*** Extracted records ***
//! CLI inspection entry point.
//!
//! # Responsibility
//! - Print dashboard summaries, meal plans and lookup values from core.
//! - Keep output deterministic for quick local sanity checks.

use clap::{Parser, Subcommand};
use nutrana_core::{
    demo_meal_plan, icon_for_key, icon_for_kind, init_logging, main_menu, name_for_key,
    name_for_kind, AuthChannel, AuthEvent, DashboardSession, DashboardSnapshot, DisplayDefaults,
    GateOutcome, LogNavigator, MockSnapshotProvider, Principal, SessionGate, SnapshotProvider,
    StaticSnapshotProvider, DEFAULT_INGREDIENT_PREVIEW,
};
use std::error::Error;
use std::path::{Path, PathBuf};
use std::process::ExitCode;

#[derive(Parser)]
#[command(name = "nutrana")]
#[command(about = "Nutrana core inspection tool", long_about = None)]
struct Cli {
    /// Absolute directory for rotated log files. Logging is off when unset.
    #[arg(long, global = true)]
    log_dir: Option<String>,

    #[arg(long, global = true, default_value_t = nutrana_core::default_log_level().to_string())]
    log_level: String,

    #[command(subcommand)]
    command: Commands,
}

#[derive(Subcommand)]
enum Commands {
    /// Sign in and print the dashboard summary.
    Summary {
        #[arg(long, default_value = "local-user")]
        uid: String,
        #[arg(long)]
        name: Option<String>,
        /// JSON dashboard snapshot; demo data when omitted.
        #[arg(long)]
        snapshot: Option<PathBuf>,
    },
    /// Print today's and upcoming meals.
    MealPlan {
        /// Register this meal id before printing.
        #[arg(long)]
        register: Option<u32>,
    },
    /// Resolve icon and display name for a meal type key.
    Lookup { meal_type: String },
    /// List dashboard menu routes.
    Routes,
}

fn main() -> ExitCode {
    let cli = Cli::parse();
    match run(cli) {
        Ok(()) => ExitCode::SUCCESS,
        Err(err) => {
            eprintln!("error: {err}");
            ExitCode::FAILURE
        }
    }
}

fn run(cli: Cli) -> Result<(), Box<dyn Error>> {
    if let Some(log_dir) = cli.log_dir.as_deref() {
        init_logging(cli.log_level.as_str(), log_dir)?;
    }

    match cli.command {
        Commands::Summary {
            uid,
            name,
            snapshot,
        } => {
            let principal = Principal {
                uid,
                display_name: name,
                avatar_url: None,
            };
            match snapshot {
                Some(path) => print_summary(
                    StaticSnapshotProvider::new(load_snapshot(&path)?),
                    principal,
                ),
                None => print_summary(MockSnapshotProvider, principal),
            }
        }
        Commands::MealPlan { register } => print_meal_plan(register),
        Commands::Lookup { meal_type } => {
            println!(
                "{} {}",
                icon_for_key(meal_type.as_str()),
                name_for_key(meal_type.as_str())
            );
            Ok(())
        }
        Commands::Routes => {
            for item in main_menu() {
                println!("{:<20} {}", item.route.path(), item.label);
            }
            Ok(())
        }
    }
}

fn load_snapshot(path: &Path) -> Result<DashboardSnapshot, Box<dyn Error>> {
    let raw = std::fs::read_to_string(path)
        .map_err(|err| format!("failed to read `{}`: {err}", path.display()))?;
    let snapshot = serde_json::from_str(raw.as_str())
        .map_err(|err| format!("invalid snapshot `{}`: {err}", path.display()))?;
    Ok(snapshot)
}

fn print_summary<P: SnapshotProvider + 'static>(
    provider: P,
    principal: Principal,
) -> Result<(), Box<dyn Error>> {
    let channel = AuthChannel::new();
    let gate = SessionGate::new(provider, LogNavigator, DisplayDefaults::from_env());
    let session = DashboardSession::start(gate, &channel);
    channel.publish(AuthEvent::SignedIn(principal));

    let outcome = session.last_outcome();
    let view = session.view();
    session.teardown();

    match (outcome, view) {
        (Some(GateOutcome::Failed(err)), _) => Err(err.into()),
        (_, Some(view)) => {
            let nutrition = &view.snapshot.nutrition;
            println!("Bem-vindo, {}!", view.identity.display_name);
            println!(
                "calories  {}/{} kcal  {}%",
                nutrition.calories_consumed, nutrition.calories_goal, view.report.calories_percent
            );
            println!(
                "water     {}/{} L  {}%",
                nutrition.water_consumed_liters,
                nutrition.water_goal_liters,
                view.report.water_percent
            );
            let challenge = &view.snapshot.weekly_challenge;
            println!(
                "challenge {} {}/{}  {}%  ({} dias restantes)",
                challenge.title,
                challenge.progress,
                challenge.goal,
                view.report.challenge_percent,
                challenge.days_left
            );
            for meal in &view.snapshot.meals {
                println!(
                    "  {} {:<14} {:<24} {}",
                    icon_for_kind(&meal.meal_type),
                    name_for_kind(&meal.meal_type),
                    meal.name,
                    meal.calories_label()
                );
            }
            println!("{}", view.report.motivational_message);
            Ok(())
        }
        _ => Err("dashboard view was not published".into()),
    }
}

fn print_meal_plan(register: Option<u32>) -> Result<(), Box<dyn Error>> {
    let mut plan = demo_meal_plan();
    if let Some(id) = register {
        plan.register(id)?;
    }

    for (title, meals) in [("Hoje", &plan.today), ("Próximos", &plan.upcoming)] {
        println!("{title}");
        for meal in meals {
            let preview = meal.ingredient_preview(DEFAULT_INGREDIENT_PREVIEW);
            let overflow = if preview.overflow > 0 {
                format!(" +{}", preview.overflow)
            } else {
                String::new()
            };
            println!(
                "  [{}] {} {} {} {} kcal  {}{}{}",
                meal.id,
                meal.time,
                icon_for_kind(&meal.meal_type),
                meal.name,
                meal.calories,
                preview.shown.join(", "),
                overflow,
                if meal.registered { "  ✓" } else { "" }
            );
        }
    }
    println!("registered: {} kcal", plan.registered_calories());
    Ok(())
}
*** End of Extracted records ***
* [Exercise directions]: Copy each line of the data above that holds "Some".

* [Output of the task]:
    if let Some(log_dir) = cli.log_dir.as_deref() {
                Some(path) => print_summary(
        (Some(GateOutcome::Failed(err)), _) => Err(err.into()),
        (_, Some(view)) => {
    if let Some(id) = register {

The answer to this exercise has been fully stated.